Unfortunately, in practice, "the guy woos her and then relaxes and the romance slackens off. His romantic love should get better as he gets older. Romantic love should be part of deep, committed love."
An example of practising romantic love? "I often say to men in our seminars that it is not smart to arrive home and after parking the car in the garage go straight to your workbench and check out an unfinished project. It is far better to open the door and call out something like, "Where is the most amazing woman in the world?" Your wife's desire for connection will respond to the warmth of the greeting. She may say something like, "Not that line again", but she will love you for it. "We all want someone who is our cheerleader. People will often walk across the feelings of parents and friends for romantic love. Some people can walk it but not talk it."
Aren't a lot of his ideas common sense? "Common sense is not very common today."
Ten top tips for a tip-top marriage
* Know you're committed no matter what. Say, "We're going to work this out". In the hard times you really grow.

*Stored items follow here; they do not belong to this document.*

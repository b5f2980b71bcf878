//! Nearest-neighbor sampling.
//!
//! The piecewise-constant alternative to the bilinear matrix: each query
//! point takes the value of the nearest grid node, mask included. Used for
//! categorical fields and for quick looks where corner averaging is not
//! wanted.

use ndarray::Array1;

use crate::error::{FlowlineError, Result};
use crate::grid::MapplaneGrid;
use crate::masked::{Masked, Masked1, Masked2};

/// Sample a full-grid plane at the nodes nearest to the query points.
///
/// Points must lie within the grid extent (inclusive); indices are kept in
/// range against boundary floating-point jitter.
pub fn sample_plane(
    grid: &MapplaneGrid,
    values: &Masked2,
    px: &[f64],
    py: &[f64],
) -> Result<Masked1> {
    grid.validate_points(px, py)?;

    let (ny, nx) = values.data.dim();
    if ny != grid.ny() || nx != grid.nx() {
        return Err(FlowlineError::DimensionMismatch {
            message: format!(
                "expected a full-grid array of shape ({}, {}), got ({}, {})",
                grid.ny(),
                grid.nx(),
                ny,
                nx
            ),
        });
    }

    let mut data = Array1::zeros(px.len());
    let mut mask = Array1::from_elem(px.len(), false);

    for (k, (&x, &y)) in px.iter().zip(py.iter()).enumerate() {
        let i = grid.nearest_column(x).clamp(0, nx as isize - 1) as usize;
        let j = grid.nearest_row(y).clamp(0, ny as isize - 1) as usize;
        data[k] = values.data[[j, i]];
        mask[k] = values.mask[[j, i]];
    }

    Masked::new(data, mask)
}
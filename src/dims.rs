//! Axis-role bookkeeping for multi-dimensional variables.
//!
//! Model output variables carry their mapplane axes interleaved with time and
//! vertical-level axes in no fixed order. This module assigns each axis an
//! explicit [`AxisRole`] (detected from the conventional dimension names) and
//! provides a typed permutation that reorders array axes by role.

use ndarray::{ArrayD, IxDyn};
use serde::{Deserialize, Serialize};

use crate::error::{FlowlineError, Result};

/// The role an array axis plays in a gridded variable.
#[derive(Debug, Clone, Copy, PartialEq, Eq, Hash, Serialize, Deserialize)]
#[serde(rename_all = "lowercase")]
pub enum AxisRole {
    /// Spatial x (columns of a mapplane field)
    X,
    /// Spatial y (rows of a mapplane field)
    Y,
    /// Vertical level
    Vertical,
    /// Time
    Time,
    /// Along-profile sample index (output of profile extraction)
    Profile,
}

impl std::fmt::Display for AxisRole {
    fn fmt(&self, f: &mut std::fmt::Formatter<'_>) -> std::fmt::Result {
        let name = match self {
            AxisRole::X => "x",
            AxisRole::Y => "y",
            AxisRole::Vertical => "vertical",
            AxisRole::Time => "time",
            AxisRole::Profile => "profile",
        };
        write!(f, "{}", name)
    }
}

/// Detect the role of a dimension from its name.
///
/// Recognizes the conventional names of ice-sheet model output: `x`/`x1`,
/// `y`/`y1`, `z`/`zb`, `t`/`time`, plus `profile` for extracted output.
pub fn detect_role(name: &str) -> Option<AxisRole> {
    match name {
        "x" | "x1" => Some(AxisRole::X),
        "y" | "y1" => Some(AxisRole::Y),
        "z" | "zb" => Some(AxisRole::Vertical),
        "t" | "time" => Some(AxisRole::Time),
        "profile" => Some(AxisRole::Profile),
        _ => None,
    }
}

/// Map a variable's dimension names to axis roles.
///
/// Fails on unknown names and on two dimensions mapping to the same role.
pub fn resolve_roles<S: AsRef<str>>(names: &[S]) -> Result<Vec<AxisRole>> {
    let mut roles = Vec::with_capacity(names.len());
    for name in names {
        let name = name.as_ref();
        let role = detect_role(name).ok_or_else(|| FlowlineError::InvalidParameter {
            param: name.to_string(),
            message: "unrecognized dimension name".to_string(),
        })?;
        if roles.contains(&role) {
            return Err(FlowlineError::InvalidParameter {
                param: name.to_string(),
                message: format!("duplicate {} axis", role),
            });
        }
        roles.push(role);
    }
    Ok(roles)
}

/// Reorder array axes from `input_order` to `output_order`.
///
/// Pure relabeling: no data moves. Roles in `output_order` that are absent
/// from `input_order` are filtered out first; after filtering, the output
/// list must name every input axis exactly once. Round-tripping A -> B -> A
/// reproduces the original array for any permutation.
pub fn permute<T>(
    values: ArrayD<T>,
    input_order: &[AxisRole],
    output_order: &[AxisRole],
) -> Result<ArrayD<T>> {
    if input_order.len() != values.ndim() {
        return Err(FlowlineError::DimensionMismatch {
            message: format!(
                "array has {} axes but the input order names {}",
                values.ndim(),
                input_order.len()
            ),
        });
    }

    let filtered: Vec<AxisRole> = output_order
        .iter()
        .copied()
        .filter(|role| input_order.contains(role))
        .collect();

    if filtered.len() != input_order.len() {
        return Err(FlowlineError::DimensionMismatch {
            message: format!(
                "output order {:?} does not cover the input axes {:?}",
                output_order, input_order
            ),
        });
    }

    // the j-th output axis is the input axis carrying the j-th requested role
    let mut axes = Vec::with_capacity(filtered.len());
    for role in &filtered {
        let pos = input_order.iter().position(|r| r == role).ok_or_else(|| {
            FlowlineError::DimensionMismatch {
                message: format!("role {} not present in the input order", role),
            }
        })?;
        if axes.contains(&pos) {
            return Err(FlowlineError::DimensionMismatch {
                message: format!("role {} listed twice in the output order", role),
            });
        }
        axes.push(pos);
    }

    Ok(values.permuted_axes(IxDyn(&axes)))
}

#[cfg(test)]
mod tests {
    use super::*;
    use ndarray::ArrayD;

    #[test]
    fn test_detect_role_candidates() {
        assert_eq!(detect_role("x"), Some(AxisRole::X));
        assert_eq!(detect_role("x1"), Some(AxisRole::X));
        assert_eq!(detect_role("y1"), Some(AxisRole::Y));
        assert_eq!(detect_role("z"), Some(AxisRole::Vertical));
        assert_eq!(detect_role("zb"), Some(AxisRole::Vertical));
        assert_eq!(detect_role("t"), Some(AxisRole::Time));
        assert_eq!(detect_role("time"), Some(AxisRole::Time));
        assert_eq!(detect_role("station"), None);
    }

    #[test]
    fn test_resolve_roles() {
        let roles = resolve_roles(&["time", "y", "x"]).unwrap();
        assert_eq!(roles, vec![AxisRole::Time, AxisRole::Y, AxisRole::X]);

        assert!(matches!(
            resolve_roles(&["time", "lat", "lon"]),
            Err(FlowlineError::InvalidParameter { .. })
        ));
        assert!(matches!(
            resolve_roles(&["x", "x1"]),
            Err(FlowlineError::InvalidParameter { .. })
        ));
    }

    #[test]
    fn test_permute_swaps_axes() {
        let values = ArrayD::from_shape_fn(IxDyn(&[2, 3]), |ix| (ix[0] * 10 + ix[1]) as f64);
        let out = permute(
            values,
            &[AxisRole::Y, AxisRole::X],
            &[AxisRole::X, AxisRole::Y],
        )
        .unwrap();
        assert_eq!(out.shape(), &[3, 2]);
        assert_eq!(out[IxDyn(&[2, 1])], 12.0);
    }

    #[test]
    fn test_permute_three_cycle() {
        let values =
            ArrayD::from_shape_fn(IxDyn(&[2, 3, 4]), |ix| (ix[0] * 100 + ix[1] * 10 + ix[2]) as f64);
        let input = [AxisRole::Time, AxisRole::Vertical, AxisRole::Profile];
        let output = [AxisRole::Vertical, AxisRole::Profile, AxisRole::Time];

        let out = permute(values, &input, &output).unwrap();
        assert_eq!(out.shape(), &[3, 4, 2]);
        // element [t, z, p] of the input must land at [z, p, t]
        assert_eq!(out[IxDyn(&[2, 3, 1])], 123.0);
    }

    #[test]
    fn test_permute_round_trip_is_identity() {
        let values =
            ArrayD::from_shape_fn(IxDyn(&[2, 3, 4]), |ix| (ix[0] * 100 + ix[1] * 10 + ix[2]) as f64);
        let input = [AxisRole::Time, AxisRole::Vertical, AxisRole::Profile];
        let output = [AxisRole::Profile, AxisRole::Time, AxisRole::Vertical];

        let there = permute(values.clone(), &input, &output).unwrap();
        let back = permute(there, &output, &input).unwrap();
        assert_eq!(back, values);
    }

    #[test]
    fn test_permute_filters_absent_roles() {
        let values = ArrayD::from_shape_fn(IxDyn(&[2, 3]), |ix| (ix[0] + ix[1]) as f64);
        // Time in the output order is ignored because the input has no time axis
        let out = permute(
            values,
            &[AxisRole::Y, AxisRole::X],
            &[AxisRole::Time, AxisRole::X, AxisRole::Y],
        )
        .unwrap();
        assert_eq!(out.shape(), &[3, 2]);
    }

    #[test]
    fn test_permute_rejects_missing_input_axis() {
        let values = ArrayD::from_shape_fn(IxDyn(&[2, 3]), |ix| (ix[0] + ix[1]) as f64);
        let result = permute(
            values,
            &[AxisRole::Y, AxisRole::X],
            &[AxisRole::X, AxisRole::Time],
        );
        assert!(matches!(
            result,
            Err(FlowlineError::DimensionMismatch { .. })
        ));
    }
}
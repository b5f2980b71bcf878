//! Logging utilities for the flowline engine.
//!
//! This module provides structured logging functionality to make logs more
//! searchable, analyzable, and useful when the engine runs inside larger
//! processing pipelines.

use std::time::Instant;
use tracing::{debug, error, info, warn};

/// Initialize the tracing subscriber with the given log level
pub fn init_tracing(log_level: &str) {
    let filter = match std::env::var("RUST_LOG") {
        Ok(val) => val,
        Err(_) => log_level.to_string(),
    };

    tracing_subscriber::fmt()
        .with_env_filter(filter)
        .with_target(true)
        .with_thread_ids(true)
        .with_file(true)
        .with_line_number(true)
        .init();
}

/// Log a start message for a significant operation
pub fn log_operation_start(operation: &str, details: Option<&str>) {
    if let Some(details) = details {
        info!(
            operation = operation,
            details = details,
            "Starting operation"
        );
    } else {
        info!(operation = operation, "Starting operation");
    }
}

/// Log the completion of a significant operation
pub fn log_operation_end(operation: &str, start_time: Instant, success: bool) {
    let duration = start_time.elapsed();
    let duration_ms = duration.as_secs_f64() * 1000.0;

    if success {
        info!(
            operation = operation,
            duration_ms = duration_ms,
            "Operation completed successfully"
        );
    } else {
        warn!(
            operation = operation,
            duration_ms = duration_ms,
            "Operation completed with warnings"
        );
    }
}

/// Log an operation with timing and result in a single statement
pub fn log_timed_operation<F, R>(operation: &str, f: F) -> R
where
    F: FnOnce() -> R,
{
    let start = Instant::now();

    debug!(operation = operation, "Starting operation");

    let result = f();

    let duration = start.elapsed();

    info!(
        operation = operation,
        duration_ms = duration.as_secs_f64() * 1000.0,
        "Operation completed"
    );

    result
}

/// Log summary statistics for an assembled interpolation matrix
pub fn log_matrix_stats(n_points: usize, n_rows: usize, n_cols: usize, nnz: usize) {
    info!(
        operation = "matrix_build",
        n_points = n_points,
        subset_rows = n_rows,
        subset_cols = n_cols,
        nnz = nnz,
        "Interpolation matrix assembled"
    );
}

/// Log an error with context
pub fn log_error(error: &crate::error::FlowlineError, context: &str) {
    error!(
        error = %error,
        context = context,
        error_type = std::any::type_name_of_val(error),
        "Error occurred"
    );
}
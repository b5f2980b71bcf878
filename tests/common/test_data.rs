//! Test data generation utilities.
//!
//! This module provides functions to generate grids, fields, and point sets
//! with known patterns for testing the flowline engine.

use ndarray::{Array1, Array2};

use flowline::{MapplaneGrid, Masked2};

/// Creates an evenly spaced grid covering `[0, x_extent] x [0, y_extent]`.
///
/// # Arguments
///
/// * `x_extent` - Length of the x axis
/// * `nx` - Number of x samples
/// * `y_extent` - Length of the y axis
/// * `ny` - Number of y samples
pub fn evenly_spaced_grid(x_extent: f64, nx: usize, y_extent: f64, ny: usize) -> MapplaneGrid {
    MapplaneGrid::new(
        Array1::linspace(0.0, x_extent, nx),
        Array1::linspace(0.0, y_extent, ny),
    )
    .expect("test grid axes are valid")
}

/// Fills a `(ny, nx)` plane with the linear field `a*x + b*y + c`.
///
/// Bilinear interpolation reproduces such a field exactly at any in-bounds
/// point, which makes mismatches easy to attribute.
pub fn linear_field(grid: &MapplaneGrid, a: f64, b: f64, c: f64) -> Array2<f64> {
    Array2::from_shape_fn((grid.ny(), grid.nx()), |(r, col)| {
        a * grid.x()[col] + b * grid.y()[r] + c
    })
}

/// Like [`linear_field`], wrapped as an unmasked field.
pub fn linear_plane(grid: &MapplaneGrid, a: f64, b: f64, c: f64) -> Masked2 {
    Masked2::unmasked(linear_field(grid, a, b, c))
}

/// Generates `count` deterministic pseudo-random points within the grid
/// extent. The sequence is fixed, so failures are reproducible.
pub fn scattered_points(grid: &MapplaneGrid, count: usize) -> (Vec<f64>, Vec<f64>) {
    let mut state: u64 = 0x853c49e6748fea9b;
    let mut next_unit = move || {
        // 64-bit LCG, top 53 bits mapped to [0, 1)
        state = state
            .wrapping_mul(6364136223846793005)
            .wrapping_add(1442695040888963407);
        (state >> 11) as f64 / (1u64 << 53) as f64
    };

    let x0 = grid.x()[0];
    let x1 = grid.x()[grid.nx() - 1];
    let y0 = grid.y()[0];
    let y1 = grid.y()[grid.ny() - 1];

    let mut px = Vec::with_capacity(count);
    let mut py = Vec::with_capacity(count);
    for _ in 0..count {
        px.push(x0 + next_unit() * (x1 - x0));
        py.push(y0 + next_unit() * (y1 - y0));
    }
    (px, py)
}

/// Evaluates `a*x + b*y + c` at each point, for comparing against extracted
/// values.
pub fn linear_at_points(px: &[f64], py: &[f64], a: f64, b: f64, c: f64) -> Vec<f64> {
    px.iter()
        .zip(py.iter())
        .map(|(&x, &y)| a * x + b * y + c)
        .collect()
}

#[cfg(test)]
mod tests {
    use super::*;

    #[test]
    fn test_scattered_points_stay_in_bounds() {
        let grid = evenly_spaced_grid(10.0, 11, 20.0, 21);
        let (px, py) = scattered_points(&grid, 50);

        assert_eq!(px.len(), 50);
        for (&x, &y) in px.iter().zip(py.iter()) {
            assert!(grid.contains(x, y), "({}, {}) is out of bounds", x, y);
        }
    }

    #[test]
    fn test_scattered_points_are_deterministic() {
        let grid = evenly_spaced_grid(10.0, 11, 20.0, 21);
        let (px1, _) = scattered_points(&grid, 10);
        let (px2, _) = scattered_points(&grid, 10);
        assert_eq!(px1, px2);
    }

    #[test]
    fn test_linear_field_matches_closed_form() {
        let grid = evenly_spaced_grid(4.0, 5, 4.0, 5);
        let field = linear_field(&grid, 2.0, 3.0, 1.0);
        assert_eq!(field[[0, 0]], 1.0);
        assert_eq!(field[[2, 1]], 2.0 + 6.0 + 1.0);
    }
}
//! Regular mapplane grid definition and coordinate-to-index mapping.
//!
//! A [`MapplaneGrid`] holds the two monotonically increasing coordinate axes
//! of a rectilinear raster. Cell spacing is derived from the first two samples
//! of each axis and assumed constant. Data arrays on the grid are indexed
//! `[row = y, column = x]`.

use ndarray::Array1;

use crate::error::{FlowlineError, Result};

/// A regular rectilinear grid in the horizontal (x, y) plane.
#[derive(Debug, Clone)]
pub struct MapplaneGrid {
    x: Array1<f64>,
    y: Array1<f64>,
    dx: f64,
    dy: f64,
}

impl MapplaneGrid {
    /// Create a grid from its coordinate axes.
    ///
    /// Each axis needs at least two samples, and the spacing derived from the
    /// first two samples must be positive (strictly increasing axes).
    pub fn new(x: Array1<f64>, y: Array1<f64>) -> Result<Self> {
        if x.len() < 2 || y.len() < 2 {
            return Err(FlowlineError::Config {
                message: format!(
                    "Grid axes need at least 2 samples each (got x: {}, y: {})",
                    x.len(),
                    y.len()
                ),
            });
        }

        let dx = x[1] - x[0];
        let dy = y[1] - y[0];

        if dx <= 0.0 || dy <= 0.0 {
            return Err(FlowlineError::Config {
                message: format!(
                    "Grid axes must be strictly increasing (dx = {}, dy = {})",
                    dx, dy
                ),
            });
        }

        Ok(Self { x, y, dx, dy })
    }

    /// The x coordinate axis.
    pub fn x(&self) -> &Array1<f64> {
        &self.x
    }

    /// The y coordinate axis.
    pub fn y(&self) -> &Array1<f64> {
        &self.y
    }

    /// Grid spacing along x.
    pub fn dx(&self) -> f64 {
        self.dx
    }

    /// Grid spacing along y.
    pub fn dy(&self) -> f64 {
        self.dy
    }

    /// Number of columns (x samples).
    pub fn nx(&self) -> usize {
        self.x.len()
    }

    /// Number of rows (y samples).
    pub fn ny(&self) -> usize {
        self.y.len()
    }

    /// Grid column number corresponding to the coordinate `coord`.
    ///
    /// This is the plain floor mapping `floor((coord - x[0]) / dx)` with no
    /// bounds clamping: out-of-extent coordinates yield out-of-range indices.
    pub fn column_index(&self, coord: f64) -> isize {
        ((coord - self.x[0]) / self.dx).floor() as isize
    }

    /// Grid row number corresponding to the coordinate `coord`.
    pub fn row_index(&self, coord: f64) -> isize {
        ((coord - self.y[0]) / self.dy).floor() as isize
    }

    /// Column of the cell used for bilinear interpolation at `coord`.
    ///
    /// Follows [`column_index`](Self::column_index) but is kept within
    /// `[0, nx - 2]`, so a coordinate exactly on the axis maximum takes the
    /// last real cell (with fractional offset 1) and boundary floating-point
    /// jitter cannot escape the grid. Only meaningful for in-extent
    /// coordinates.
    pub fn cell_column(&self, coord: f64) -> usize {
        self.column_index(coord).clamp(0, self.nx() as isize - 2) as usize
    }

    /// Row of the cell used for bilinear interpolation at `coord`.
    pub fn cell_row(&self, coord: f64) -> usize {
        self.row_index(coord).clamp(0, self.ny() as isize - 2) as usize
    }

    /// Column of the grid node nearest to `coord`.
    ///
    /// Maps against cell centers, `floor((coord - (x[0] - dx/2)) / dx)`, so a
    /// coordinate halfway between two nodes rounds up. Unclamped, like
    /// [`column_index`](Self::column_index).
    pub fn nearest_column(&self, coord: f64) -> isize {
        ((coord - (self.x[0] - self.dx / 2.0)) / self.dx).floor() as isize
    }

    /// Row of the grid node nearest to `coord`.
    pub fn nearest_row(&self, coord: f64) -> isize {
        ((coord - (self.y[0] - self.dy / 2.0)) / self.dy).floor() as isize
    }

    /// Whether the point lies within the grid extent (inclusive on both ends).
    pub fn contains(&self, px: f64, py: f64) -> bool {
        px >= self.x[0]
            && px <= self.x[self.x.len() - 1]
            && py >= self.y[0]
            && py <= self.y[self.y.len() - 1]
    }

    /// Validate a query point set against this grid.
    ///
    /// Checks that `px` and `py` are non-empty, of equal length, and that
    /// every point lies within the grid extent. The error names the first
    /// offending point so out-of-range queries never surface as index faults.
    pub fn validate_points(&self, px: &[f64], py: &[f64]) -> Result<()> {
        if px.len() != py.len() {
            return Err(FlowlineError::InvalidParameter {
                param: "points".to_string(),
                message: format!(
                    "px and py must have the same length (got {} and {})",
                    px.len(),
                    py.len()
                ),
            });
        }
        if px.is_empty() {
            return Err(FlowlineError::InvalidParameter {
                param: "points".to_string(),
                message: "query point set is empty".to_string(),
            });
        }

        for (k, (&x, &y)) in px.iter().zip(py.iter()).enumerate() {
            if !self.contains(x, y) {
                return Err(FlowlineError::InvalidCoordinates {
                    message: format!(
                        "Point {} at ({}, {}) is outside the grid extent ({} to {}, {} to {})",
                        k,
                        x,
                        y,
                        self.x[0],
                        self.x[self.x.len() - 1],
                        self.y[0],
                        self.y[self.y.len() - 1]
                    ),
                });
            }
        }

        Ok(())
    }
}

#[cfg(test)]
mod tests {
    use super::*;
    use ndarray::Array1;

    fn unit_grid(nx: usize, ny: usize) -> MapplaneGrid {
        let x = Array1::from_iter((0..nx).map(|i| i as f64));
        let y = Array1::from_iter((0..ny).map(|j| j as f64));
        MapplaneGrid::new(x, y).unwrap()
    }

    #[test]
    fn test_grid_construction() {
        let grid = unit_grid(5, 3);
        assert_eq!(grid.nx(), 5);
        assert_eq!(grid.ny(), 3);
        assert_eq!(grid.dx(), 1.0);
        assert_eq!(grid.dy(), 1.0);
    }

    #[test]
    fn test_grid_rejects_short_axes() {
        let result = MapplaneGrid::new(Array1::from(vec![0.0]), Array1::from(vec![0.0, 1.0]));
        assert!(matches!(result, Err(FlowlineError::Config { .. })));
    }

    #[test]
    fn test_grid_rejects_non_increasing_axes() {
        let result = MapplaneGrid::new(
            Array1::from(vec![1.0, 0.0, -1.0]),
            Array1::from(vec![0.0, 1.0]),
        );
        assert!(matches!(result, Err(FlowlineError::Config { .. })));

        let result = MapplaneGrid::new(
            Array1::from(vec![0.0, 1.0]),
            Array1::from(vec![2.0, 2.0]),
        );
        assert!(matches!(result, Err(FlowlineError::Config { .. })));
    }

    #[test]
    fn test_column_index_floor_mapping() {
        let grid = unit_grid(5, 5);
        assert_eq!(grid.column_index(0.0), 0);
        assert_eq!(grid.column_index(0.5), 0);
        assert_eq!(grid.column_index(1.0), 1);
        assert_eq!(grid.column_index(3.9), 3);
        // no clamping
        assert_eq!(grid.column_index(-0.5), -1);
        assert_eq!(grid.column_index(7.2), 7);
    }

    #[test]
    fn test_cell_column_stays_in_grid() {
        let grid = unit_grid(5, 5);
        // exact grid-line hit falls in the cell above the line
        assert_eq!(grid.cell_column(2.0), 2);
        // the axis maximum takes the last real cell
        assert_eq!(grid.cell_column(4.0), 3);
        assert_eq!(grid.cell_row(4.0), 3);
    }

    #[test]
    fn test_nearest_mapping_rounds_to_centers() {
        let grid = unit_grid(5, 5);
        assert_eq!(grid.nearest_column(0.0), 0);
        assert_eq!(grid.nearest_column(0.4), 0);
        // halfway between nodes rounds up
        assert_eq!(grid.nearest_column(0.5), 1);
        assert_eq!(grid.nearest_column(3.9), 4);
        assert_eq!(grid.nearest_row(2.4), 2);
    }

    #[test]
    fn test_validate_points() {
        let grid = unit_grid(4, 4);
        assert!(grid.validate_points(&[0.0, 3.0], &[1.5, 2.5]).is_ok());

        let result = grid.validate_points(&[0.0, 5.0], &[1.0, 1.0]);
        assert!(matches!(
            result,
            Err(FlowlineError::InvalidCoordinates { .. })
        ));

        let result = grid.validate_points(&[0.0], &[1.0, 2.0]);
        assert!(matches!(
            result,
            Err(FlowlineError::InvalidParameter { .. })
        ));

        let result = grid.validate_points(&[], &[]);
        assert!(matches!(
            result,
            Err(FlowlineError::InvalidParameter { .. })
        ));
    }
}
//! Assertion utilities for testing.
//!
//! This module provides helper functions for making assertions in tests,
//! particularly for floating-point comparisons.

use flowline::Masked1;

/// Default epsilon for floating-point comparisons
pub const DEFAULT_EPSILON: f64 = 1e-12;

/// Assert that two floating-point values are approximately equal.
///
/// # Arguments
///
/// * `actual` - The actual value
/// * `expected` - The expected value
/// * `epsilon` - The maximum allowed difference (default: 1e-12)
///
/// # Panics
///
/// Panics if the absolute difference between `actual` and `expected` is greater than `epsilon`.
pub fn assert_approx_eq(actual: f64, expected: f64, epsilon: Option<f64>) {
    let epsilon = epsilon.unwrap_or(DEFAULT_EPSILON);
    let diff = (actual - expected).abs();

    assert!(
        diff <= epsilon,
        "Values not approximately equal: actual = {}, expected = {}, diff = {}, epsilon = {}",
        actual,
        expected,
        diff,
        epsilon
    );
}

/// Assert that two arrays of floating-point values are approximately element-wise equal.
///
/// # Arguments
///
/// * `actual` - The actual array
/// * `expected` - The expected array
/// * `epsilon` - The maximum allowed difference for each element (default: 1e-12)
///
/// # Panics
///
/// Panics if the arrays have different lengths or if any element-wise comparison fails.
pub fn assert_array_approx_eq(actual: &[f64], expected: &[f64], epsilon: Option<f64>) {
    assert_eq!(
        actual.len(),
        expected.len(),
        "Arrays have different lengths: actual = {}, expected = {}",
        actual.len(),
        expected.len()
    );

    for (i, (a, e)) in actual.iter().zip(expected.iter()).enumerate() {
        let diff = (a - e).abs();
        let eps = epsilon.unwrap_or(DEFAULT_EPSILON);

        assert!(
            diff <= eps,
            "Arrays differ at index {}: actual = {}, expected = {}, diff = {}, epsilon = {}",
            i,
            a,
            e,
            diff,
            eps
        );
    }
}

/// Assert that no element of an extracted series is masked.
///
/// # Panics
///
/// Panics with the index of the first masked element.
pub fn assert_all_unmasked(values: &Masked1) {
    for (i, &masked) in values.mask.iter().enumerate() {
        assert!(!masked, "Element {} is unexpectedly masked", i);
    }
}

#[cfg(test)]
mod tests {
    use super::*;

    #[test]
    fn test_assert_approx_eq() {
        // These should pass
        assert_approx_eq(1.0, 1.0, None);
        assert_approx_eq(1.0, 1.0 + 1e-13, None);
        assert_approx_eq(1.0, 1.001, Some(0.01));

        // This would fail: assert_approx_eq(1.0, 1.1, None);
    }

    #[test]
    fn test_assert_array_approx_eq() {
        // These should pass
        assert_array_approx_eq(&[1.0, 2.0, 3.0], &[1.0, 2.0, 3.0], None);
        assert_array_approx_eq(&[1.0, 2.0], &[1.0 + 1e-13, 2.0 - 1e-13], None);
        assert_array_approx_eq(&[1.0, 2.0, 3.0], &[1.001, 2.001, 3.001], Some(0.01));

        // These would fail:
        // assert_array_approx_eq(&[1.0, 2.0, 3.0], &[1.0, 2.0], None);
        // assert_array_approx_eq(&[1.0, 2.0, 3.0], &[1.0, 2.0, 4.0], None);
    }
}
//! # flowline
//!
//! An in-memory engine for extracting profiles and fluxes from glaciological
//! model output.
//!
//! This library interpolates gridded mapplane fields onto arbitrary polylines
//! (flowlines, flux gates) using a sparse piecewise-bilinear operator that is
//! assembled once per grid-and-points pairing and reused across variables,
//! vertical levels, and time slices.
//!
//! ## Key Features
//!
//! - **Sparse bilinear extraction**: One matrix build per profile, one sparse
//!   multiply per plane, restricted to the bounding subset of the grid
//! - **Mask-aware renormalization**: Missing cells drop out of the operator
//!   and surviving weights are rescaled, so fill values never bleed into results
//! - **Axis-order independence**: Fields of any rank are accepted with named
//!   axis roles and returned in any requested order
//! - **Profile geometry**: Along-path distances and right-hand unit normals
//!   for flux computations across gates
//!
//! ## Architecture
//!
//! - **Geometry Layer**: Grids, profiles, and their derived quantities
//! - **Operator Layer**: Sparse interpolation matrices and nearest sampling
//! - **Analysis**: Multi-axis extraction, discharge statistics, velocity vectors

pub mod config;
pub mod dims;
pub mod error;
pub mod extract;
pub mod fluxes;
pub mod grid;
pub mod interpolation;
pub mod logging;
pub mod masked;
pub mod profile;
pub mod vectors;

pub use config::{Config, ExtractionConfig, FluxConfig, VectorConfig};
pub use dims::AxisRole;
pub use error::{FlowlineError, Result};
pub use extract::ProfileExtractor;
pub use fluxes::{DischargeAnalysis, DischargeSnapshot};
pub use grid::MapplaneGrid;
pub use interpolation::{InterpMethod, InterpolationMatrix};
pub use logging::{
    init_tracing, log_error, log_matrix_stats, log_operation_end, log_operation_start,
    log_timed_operation,
};
pub use masked::{Masked, Masked1, Masked2, MaskedD};
pub use profile::Profile;
pub use vectors::{velocity_segments, VelocityVector};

* You're their cheerleader. You always believe in them no matter what and help them develop.
* Women are significant in the first half of a marriage and successful in the second. Men are successful in the first half and significant in the second. Listen to each other.
* Have dreams and plans for the future. Build a life together to take time for each other.
* Treat each other as tops and be satisfied investing in what you have.
* Fancying each other is a good reason to get married. People who are sexually in love are kinder to each other.
* Never use sex as a bargaining chip. Tragically, men like sex more than women.
* Show acts of love rather than just talking about it. There are blue and pink jobs in the house. When he does a pink job, it's an act of love.
* It's not how you love, it's how you fight. Conflict is like a cancer.
* One of the biggest issues is stress - everyone is so busy. Look at how you can reduce it.
* Growing Great Marriages: 100s of practical strategies for bringing out the best in your marriage, by Ian and Mary Grant. Random House, $37.99.